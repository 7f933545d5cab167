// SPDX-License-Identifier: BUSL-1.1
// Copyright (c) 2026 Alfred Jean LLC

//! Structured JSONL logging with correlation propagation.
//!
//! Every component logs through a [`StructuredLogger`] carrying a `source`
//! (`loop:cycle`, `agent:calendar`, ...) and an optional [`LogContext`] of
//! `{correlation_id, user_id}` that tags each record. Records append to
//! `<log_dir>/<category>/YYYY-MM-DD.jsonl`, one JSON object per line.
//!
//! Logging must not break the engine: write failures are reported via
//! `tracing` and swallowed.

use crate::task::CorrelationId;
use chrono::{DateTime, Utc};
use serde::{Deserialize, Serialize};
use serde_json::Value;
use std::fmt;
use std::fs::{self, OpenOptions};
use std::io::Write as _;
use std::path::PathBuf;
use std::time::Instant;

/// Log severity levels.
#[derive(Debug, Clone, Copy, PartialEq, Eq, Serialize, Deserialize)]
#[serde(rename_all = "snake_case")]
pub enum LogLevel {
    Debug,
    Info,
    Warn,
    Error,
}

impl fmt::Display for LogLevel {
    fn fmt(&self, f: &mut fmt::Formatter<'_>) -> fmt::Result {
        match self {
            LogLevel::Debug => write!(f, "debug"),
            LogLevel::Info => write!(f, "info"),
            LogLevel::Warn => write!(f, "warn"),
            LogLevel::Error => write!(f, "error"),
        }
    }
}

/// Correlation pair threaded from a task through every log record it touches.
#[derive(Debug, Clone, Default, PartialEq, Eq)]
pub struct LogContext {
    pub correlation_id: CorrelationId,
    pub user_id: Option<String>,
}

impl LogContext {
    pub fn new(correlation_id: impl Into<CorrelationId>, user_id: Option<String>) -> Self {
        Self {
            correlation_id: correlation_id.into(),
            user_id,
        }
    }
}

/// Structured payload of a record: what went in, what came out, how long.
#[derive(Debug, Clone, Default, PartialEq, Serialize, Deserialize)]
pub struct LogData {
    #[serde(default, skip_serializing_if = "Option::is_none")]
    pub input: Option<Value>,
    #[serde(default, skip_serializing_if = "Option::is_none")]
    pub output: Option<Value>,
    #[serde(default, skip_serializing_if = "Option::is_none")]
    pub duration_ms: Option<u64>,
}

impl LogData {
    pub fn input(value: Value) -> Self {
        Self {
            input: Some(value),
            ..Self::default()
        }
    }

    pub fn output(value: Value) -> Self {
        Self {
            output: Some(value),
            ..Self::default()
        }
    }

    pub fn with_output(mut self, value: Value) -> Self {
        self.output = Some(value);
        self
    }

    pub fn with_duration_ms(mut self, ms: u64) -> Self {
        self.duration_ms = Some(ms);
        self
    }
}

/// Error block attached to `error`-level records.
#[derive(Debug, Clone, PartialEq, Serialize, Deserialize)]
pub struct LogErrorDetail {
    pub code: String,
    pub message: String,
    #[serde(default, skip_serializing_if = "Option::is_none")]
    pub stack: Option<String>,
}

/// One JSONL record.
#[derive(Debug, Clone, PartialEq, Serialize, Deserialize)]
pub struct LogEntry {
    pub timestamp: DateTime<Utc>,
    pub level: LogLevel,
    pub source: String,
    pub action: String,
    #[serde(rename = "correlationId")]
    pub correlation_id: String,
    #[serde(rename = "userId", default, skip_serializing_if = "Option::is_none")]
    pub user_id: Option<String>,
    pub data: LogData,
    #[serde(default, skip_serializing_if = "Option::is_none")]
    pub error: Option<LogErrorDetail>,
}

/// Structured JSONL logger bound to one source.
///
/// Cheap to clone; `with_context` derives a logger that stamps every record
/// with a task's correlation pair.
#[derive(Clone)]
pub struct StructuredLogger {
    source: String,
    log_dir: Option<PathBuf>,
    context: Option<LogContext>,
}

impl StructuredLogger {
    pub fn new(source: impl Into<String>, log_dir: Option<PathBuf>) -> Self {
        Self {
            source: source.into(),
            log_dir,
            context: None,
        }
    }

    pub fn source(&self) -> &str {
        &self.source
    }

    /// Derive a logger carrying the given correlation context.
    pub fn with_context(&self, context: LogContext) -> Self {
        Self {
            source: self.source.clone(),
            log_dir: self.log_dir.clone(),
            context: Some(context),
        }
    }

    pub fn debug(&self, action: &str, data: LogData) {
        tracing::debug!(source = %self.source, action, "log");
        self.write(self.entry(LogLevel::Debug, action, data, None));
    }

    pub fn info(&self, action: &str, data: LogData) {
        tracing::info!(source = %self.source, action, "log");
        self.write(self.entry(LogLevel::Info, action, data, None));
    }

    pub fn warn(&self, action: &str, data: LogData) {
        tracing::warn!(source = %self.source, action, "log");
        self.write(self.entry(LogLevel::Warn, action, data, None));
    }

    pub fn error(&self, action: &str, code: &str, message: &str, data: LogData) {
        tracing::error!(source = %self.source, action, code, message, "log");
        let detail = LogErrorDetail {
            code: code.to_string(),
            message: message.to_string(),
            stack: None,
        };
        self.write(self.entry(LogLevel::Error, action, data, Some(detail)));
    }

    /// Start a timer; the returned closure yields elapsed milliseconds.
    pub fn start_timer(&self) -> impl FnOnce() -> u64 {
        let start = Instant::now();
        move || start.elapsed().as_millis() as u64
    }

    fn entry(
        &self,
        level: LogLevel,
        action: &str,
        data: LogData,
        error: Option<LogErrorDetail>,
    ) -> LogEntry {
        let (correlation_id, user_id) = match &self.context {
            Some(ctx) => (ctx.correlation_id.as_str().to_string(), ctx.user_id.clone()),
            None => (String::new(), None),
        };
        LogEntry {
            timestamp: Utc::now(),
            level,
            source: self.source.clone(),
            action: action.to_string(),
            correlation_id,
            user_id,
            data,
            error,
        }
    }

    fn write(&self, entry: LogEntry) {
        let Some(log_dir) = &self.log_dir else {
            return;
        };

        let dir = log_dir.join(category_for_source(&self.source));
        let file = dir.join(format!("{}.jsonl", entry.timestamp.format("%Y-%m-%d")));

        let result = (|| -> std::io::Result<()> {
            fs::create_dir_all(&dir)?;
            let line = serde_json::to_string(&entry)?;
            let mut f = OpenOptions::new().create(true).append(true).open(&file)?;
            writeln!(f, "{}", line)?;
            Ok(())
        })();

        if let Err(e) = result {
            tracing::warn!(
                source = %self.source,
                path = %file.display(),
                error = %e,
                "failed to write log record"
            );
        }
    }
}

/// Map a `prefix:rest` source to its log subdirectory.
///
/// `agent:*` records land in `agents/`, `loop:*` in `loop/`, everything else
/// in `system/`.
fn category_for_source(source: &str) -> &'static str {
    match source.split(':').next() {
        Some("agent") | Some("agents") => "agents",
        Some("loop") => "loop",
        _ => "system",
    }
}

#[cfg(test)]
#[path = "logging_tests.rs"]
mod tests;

-- WHAT TO DO --
Full transcription, please: every entry, exactly as written.

-- ANSWER BOX --
repository 7f933545d5cab167
// SPDX-License-Identifier: BUSL-1.1
// Copyright (c) 2026 Alfred Jean LLC

//! Structured JSONL logging with correlation propagation.
//!
//! Every component logs through a [`StructuredLogger`] carrying a `source`
//! (`loop:cycle`, `agent:calendar`, ...) and an optional [`LogContext`] of
//! `{correlation_id, user_id}` that tags each record. Records append to
//! `<log_dir>/<category>/YYYY-MM-DD.jsonl`, one JSON object per line.
//!
//! Logging must not break the engine: write failures are reported via
//! `tracing` and swallowed.

use crate::task::CorrelationId;
use chrono::{DateTime, Utc};
use serde::{Deserialize, Serialize};
use serde_json::Value;
use std::fmt;
use std::fs::{self, OpenOptions};
use std::io::Write as _;
use std::path::PathBuf;
use std::time::Instant;

/// Log severity levels.
#[derive(Debug, Clone, Copy, PartialEq, Eq, Serialize, Deserialize)]
#[serde(rename_all = "snake_case")]
pub enum LogLevel {
    Debug,
    Info,
    Warn,
    Error,
}

impl fmt::Display for LogLevel {
    fn fmt(&self, f: &mut fmt::Formatter<'_>) -> fmt::Result {
        match self {
            LogLevel::Debug => write!(f, "debug"),
            LogLevel::Info => write!(f, "info"),
            LogLevel::Warn => write!(f, "warn"),
            LogLevel::Error => write!(f, "error"),
        }
    }
}

/// Correlation pair threaded from a task through every log record it touches.
#[derive(Debug, Clone, Default, PartialEq, Eq)]
pub struct LogContext {
    pub correlation_id: CorrelationId,
    pub user_id: Option<String>,
}

impl LogContext {
    pub fn new(correlation_id: impl Into<CorrelationId>, user_id: Option<String>) -> Self {
        Self {
            correlation_id: correlation_id.into(),
            user_id,
        }
    }
}

/// Structured payload of a record: what went in, what came out, how long.
#[derive(Debug, Clone, Default, PartialEq, Serialize, Deserialize)]
pub struct LogData {
    #[serde(default, skip_serializing_if = "Option::is_none")]
    pub input: Option<Value>,
    #[serde(default, skip_serializing_if = "Option::is_none")]
    pub output: Option<Value>,
    #[serde(default, skip_serializing_if = "Option::is_none")]
    pub duration_ms: Option<u64>,
}

impl LogData {
    pub fn input(value: Value) -> Self {
        Self {
            input: Some(value),
            ..Self::default()
        }
    }

    pub fn output(value: Value) -> Self {
        Self {
            output: Some(value),
            ..Self::default()
        }
    }

    pub fn with_output(mut self, value: Value) -> Self {
        self.output = Some(value);
        self
    }

    pub fn with_duration_ms(mut self, ms: u64) -> Self {
        self.duration_ms = Some(ms);
        self
    }
}

/// Error block attached to `error`-level records.
#[derive(Debug, Clone, PartialEq, Serialize, Deserialize)]
pub struct LogErrorDetail {
    pub code: String,
    pub message: String,
    #[serde(default, skip_serializing_if = "Option::is_none")]
    pub stack: Option<String>,
}

/// One JSONL record.
#[derive(Debug, Clone, PartialEq, Serialize, Deserialize)]
pub struct LogEntry {
    pub timestamp: DateTime<Utc>,
    pub level: LogLevel,
    pub source: String,
    pub action: String,
    #[serde(rename = "correlationId")]
    pub correlation_id: String,
    #[serde(rename = "userId", default, skip_serializing_if = "Option::is_none")]
    pub user_id: Option<String>,
    pub data: LogData,
    #[serde(default, skip_serializing_if = "Option::is_none")]
    pub error: Option<LogErrorDetail>,
}

/// Structured JSONL logger bound to one source.
///
/// Cheap to clone; `with_context` derives a logger that stamps every record
/// with a task's correlation pair.
#[derive(Clone)]
pub struct StructuredLogger {
    source: String,
    log_dir: Option<PathBuf>,
    context: Option<LogContext>,
}

impl StructuredLogger {
    pub fn new(source: impl Into<String>, log_dir: Option<PathBuf>) -> Self {
        Self {
            source: source.into(),
            log_dir,
            context: None,
        }
    }

    pub fn source(&self) -> &str {
        &self.source
    }

    /// Derive a logger carrying the given correlation context.
    pub fn with_context(&self, context: LogContext) -> Self {
        Self {
            source: self.source.clone(),
            log_dir: self.log_dir.clone(),
            context: Some(context),
        }
    }

    pub fn debug(&self, action: &str, data: LogData) {
        tracing::debug!(source = %self.source, action, "log");
        self.write(self.entry(LogLevel::Debug, action, data, None));
    }

    pub fn info(&self, action: &str, data: LogData) {
        tracing::info!(source = %self.source, action, "log");
        self.write(self.entry(LogLevel::Info, action, data, None));
    }

    pub fn warn(&self, action: &str, data: LogData) {
        tracing::warn!(source = %self.source, action, "log");
        self.write(self.entry(LogLevel::Warn, action, data, None));
    }

    pub fn error(&self, action: &str, code: &str, message: &str, data: LogData) {
        tracing::error!(source = %self.source, action, code, message, "log");
        let detail = LogErrorDetail {
            code: code.to_string(),
            message: message.to_string(),
            stack: None,
        };
        self.write(self.entry(LogLevel::Error, action, data, Some(detail)));
    }

    /// Start a timer; the returned closure yields elapsed milliseconds.
    pub fn start_timer(&self) -> impl FnOnce() -> u64 {
        let start = Instant::now();
        move || start.elapsed().as_millis() as u64
    }

    fn entry(
        &self,
        level: LogLevel,
        action: &str,
        data: LogData,
        error: Option<LogErrorDetail>,
    ) -> LogEntry {
        let (correlation_id, user_id) = match &self.context {
            Some(ctx) => (ctx.correlation_id.as_str().to_string(), ctx.user_id.clone()),
            None => (String::new(), None),
        };
        LogEntry {
            timestamp: Utc::now(),
            level,
            source: self.source.clone(),
            action: action.to_string(),
            correlation_id,
            user_id,
            data,
            error,
        }
    }

    fn write(&self, entry: LogEntry) {
        let Some(log_dir) = &self.log_dir else {
            return;
        };

        let dir = log_dir.join(category_for_source(&self.source));
        let file = dir.join(format!("{}.jsonl", entry.timestamp.format("%Y-%m-%d")));

        let result = (|| -> std::io::Result<()> {
            fs::create_dir_all(&dir)?;
            let line = serde_json::to_string(&entry)?;
            let mut f = OpenOptions::new().create(true).append(true).open(&file)?;
            writeln!(f, "{}", line)?;
            Ok(())
        })();

        if let Err(e) = result {
            tracing::warn!(
                source = %self.source,
                path = %file.display(),
                error = %e,
                "failed to write log record"
            );
        }
    }
}

/// Map a `prefix:rest` source to its log subdirectory.
///
/// `agent:*` records land in `agents/`, `loop:*` in `loop/`, everything else
/// in `system/`.
fn category_for_source(source: &str) -> &'static str {
    match source.split(':').next() {
        Some("agent") | Some("agents") => "agents",
        Some("loop") => "loop",
        _ => "system",
    }
}

#[cfg(test)]
#[path = "logging_tests.rs"]
mod tests;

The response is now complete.